El compromiso del farmacéutico con la sostenibilidad del sistema sanitario es innegable. Recientemente, se ha publicado un informe sobre la financiación y fijación de precios de medicamentos en España donde se observa que más del 66% de los expertos que han colaborado en la realización de Informes de Posicionamiento Terapéutico son farmacéuticos7. La evaluación y selección de medicamentos constituye una actividad clínica de enorme importancia8. Durante la pandemia, la revisión de las características de los pacientes que recibían tratamientos frente a la COVID-19 ha sido esencial para garantizar que las condiciones de uso fueran las adecuadas para obtener un beneficio clínico. De esta manera, se intentó que existiera una disponibilidad regularizada de estas terapias. Esta tarea no sólo ha sido imprescindible durante el inicio de la pandemia, sino que sigue siéndolo actualmente. Y más si cabe después del ingente gasto económico asociado a la pandemia, especialmente durante los primeros meses. La inversión en profesionales farmacéuticos se muestra como una herramienta para favorecer la sostenibilidad del sistema sanitario. De hecho, no son pocos los programas de Uso Racional del Medicamento que se han desarrollado para favorecer la implantación de medidas eficientes9.

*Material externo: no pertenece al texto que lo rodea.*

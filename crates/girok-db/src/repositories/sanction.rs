//! Sanction repository

use crate::entities::sanction::{
    ActiveModel, Column, Entity, SanctionStatus as DbStatus, SubjectType as DbSubjectType,
};
use crate::error::{DbError, DbResult};
use chrono::{DateTime, Utc};
use girok_core::entities::sanction::{Sanction, SanctionStatus, SubjectType};
use sea_orm::{
    ActiveModelTrait, ColumnTrait, Condition, ConnectionTrait, DatabaseConnection, EntityTrait,
    PaginatorTrait, QueryFilter, QueryOrder, Set,
};
use std::sync::Arc;
use tracing::info;
use uuid::Uuid;

/// List filter, assembled from typed fragments only
#[derive(Debug, Clone, Default)]
pub struct SanctionFilter {
    pub subject_id: Option<Uuid>,
    pub subject_type: Option<SubjectType>,
    pub status: Option<SanctionStatus>,
    pub service_id: Option<Uuid>,
    pub page: u64,
    pub limit: u64,
}

impl SanctionFilter {
    fn condition(&self) -> Condition {
        let mut condition = Condition::all();
        if let Some(subject_id) = self.subject_id {
            condition = condition.add(Column::SubjectId.eq(subject_id));
        }
        if let Some(subject_type) = self.subject_type {
            condition = condition.add(Column::SubjectType.eq(DbSubjectType::from(subject_type)));
        }
        if let Some(status) = self.status {
            condition = condition.add(Column::Status.eq(DbStatus::from(status)));
        }
        if let Some(service_id) = self.service_id {
            condition = condition.add(Column::ServiceId.eq(service_id));
        }
        condition
    }
}

/// Sanction repository
#[derive(Clone)]
pub struct SanctionRepository {
    db: Arc<DatabaseConnection>,
}

impl SanctionRepository {
    pub fn new(db: Arc<DatabaseConnection>) -> Self {
        Self { db }
    }

    /// Insert inside the caller's transaction
    pub async fn create<C: ConnectionTrait>(
        &self,
        conn: &C,
        sanction: Sanction,
    ) -> DbResult<Sanction> {
        let active: ActiveModel = sanction.into();
        let model = active.insert(conn).await.map_err(DbError::from)?;
        info!(sanction_id = %model.id, "sanction created");
        model.into_domain()
    }

    pub async fn find_by_id(&self, id: Uuid) -> DbResult<Option<Sanction>> {
        match Entity::find_by_id(id)
            .one(self.db.as_ref())
            .await
            .map_err(DbError::from)?
        {
            Some(model) => Ok(Some(model.into_domain()?)),
            None => Ok(None),
        }
    }

    /// Full-row update inside the caller's transaction
    ///
    /// The domain layer owns transition legality; this writes the
    /// resulting state.
    pub async fn update<C: ConnectionTrait>(
        &self,
        conn: &C,
        sanction: Sanction,
    ) -> DbResult<Sanction> {
        let mut active: ActiveModel = sanction.into();
        active.updated_at = Set(Utc::now());
        let model = active.update(conn).await.map_err(DbError::from)?;
        model.into_domain()
    }

    /// Paginated listing for the operator console
    pub async fn list(&self, filter: &SanctionFilter) -> DbResult<(Vec<Sanction>, u64)> {
        let limit = filter.limit.clamp(1, 100);
        let page = filter.page.max(1);

        let paginator = Entity::find()
            .filter(filter.condition())
            .order_by_desc(Column::CreatedAt)
            .paginate(self.db.as_ref(), limit);

        let total = paginator.num_items().await.map_err(DbError::from)?;
        let models = paginator
            .fetch_page(page - 1)
            .await
            .map_err(DbError::from)?;

        let mut sanctions = Vec::with_capacity(models.len());
        for model in models {
            sanctions.push(model.into_domain()?);
        }
        Ok((sanctions, total))
    }

    /// Every ACTIVE sanction of one subject; the caller narrows by
    /// window and scope
    pub async fn active_for_subject(
        &self,
        subject_id: Uuid,
        subject_type: SubjectType,
    ) -> DbResult<Vec<Sanction>> {
        let models = Entity::find()
            .filter(Column::SubjectId.eq(subject_id))
            .filter(Column::SubjectType.eq(DbSubjectType::from(subject_type)))
            .filter(Column::Status.eq(DbStatus::Active))
            .order_by_asc(Column::StartAt)
            .all(self.db.as_ref())
            .await
            .map_err(DbError::from)?;

        let mut sanctions = Vec::with_capacity(models.len());
        for model in models {
            sanctions.push(model.into_domain()?);
        }
        Ok(sanctions)
    }

    /// Sweep: bulk-expire ACTIVE sanctions whose window has closed
    ///
    /// Expiration is derivable from time plus prior state, so no event
    /// is emitted here.
    pub async fn expire_due(&self, now: DateTime<Utc>) -> DbResult<u64> {
        let result = Entity::update_many()
            .filter(Column::Status.eq(DbStatus::Active))
            .filter(Column::EndAt.is_not_null())
            .filter(Column::EndAt.lte(now))
            .col_expr(
                Column::Status,
                sea_orm::sea_query::Expr::value(DbStatus::Expired),
            )
            .col_expr(Column::UpdatedAt, sea_orm::sea_query::Expr::value(now))
            .exec(self.db.as_ref())
            .await
            .map_err(DbError::from)?;

        Ok(result.rows_affected)
    }
}

#[cfg(test)]
mod tests {
    use super::*;

    #[test]
    fn test_filter_defaults_are_permissive() {
        let filter = SanctionFilter::default();
        // An all-true condition with no fragments
        assert!(filter.subject_id.is_none());
        assert!(filter.status.is_none());
    }
}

Todas estas tareas no son sino meros ejemplos del esfuerzo realizado por los profesionales sanitarios en general, y los farmacéuticos en particular. Atrás quedan todas aquellas situaciones de estrés por la necesidad de preparar determinadas fórmulas magistrales como solución hidroalcohólica, adquisición de fármacos en un mercado agotado o el “sacrificio” de los residentes de farmacia hospitalaria, aún a costa de su formación en muchos casos. No obstante, la situación de emergencia sanitaria ha provocado un incremento notable de las plantillas de farmacia hospitalaria y atención primaria. La posibilidad de numerosas bajas laborales en las sucesivas olas de COVID-19 y la aparición de nuevas áreas o tareas tienen gran parte de culpa. Resulta curioso que haya tenido que producirse una situación tan extrema para potenciar el desarrollo de áreas como la telefarmacia o la incorporación de nuevos profesionales sanitarios en un sistema sanitario que, a “toro pasado”, podemos asegurar que estaba asfixiado. Y es que sólo en estas situaciones parece que la sociedad –y por arrastre la clase política– identifica los pilares básicos del bienestar social10. Teniendo todo esto en cuenta y ante la posibilidad de una nueva recesión económica, sólo podemos reclamar que se cumplan las promesas realizadas y que no se desande lo avanzado durante la pandemia. Y es que, al fin y al cabo, algo bueno ha traído la COVID-19.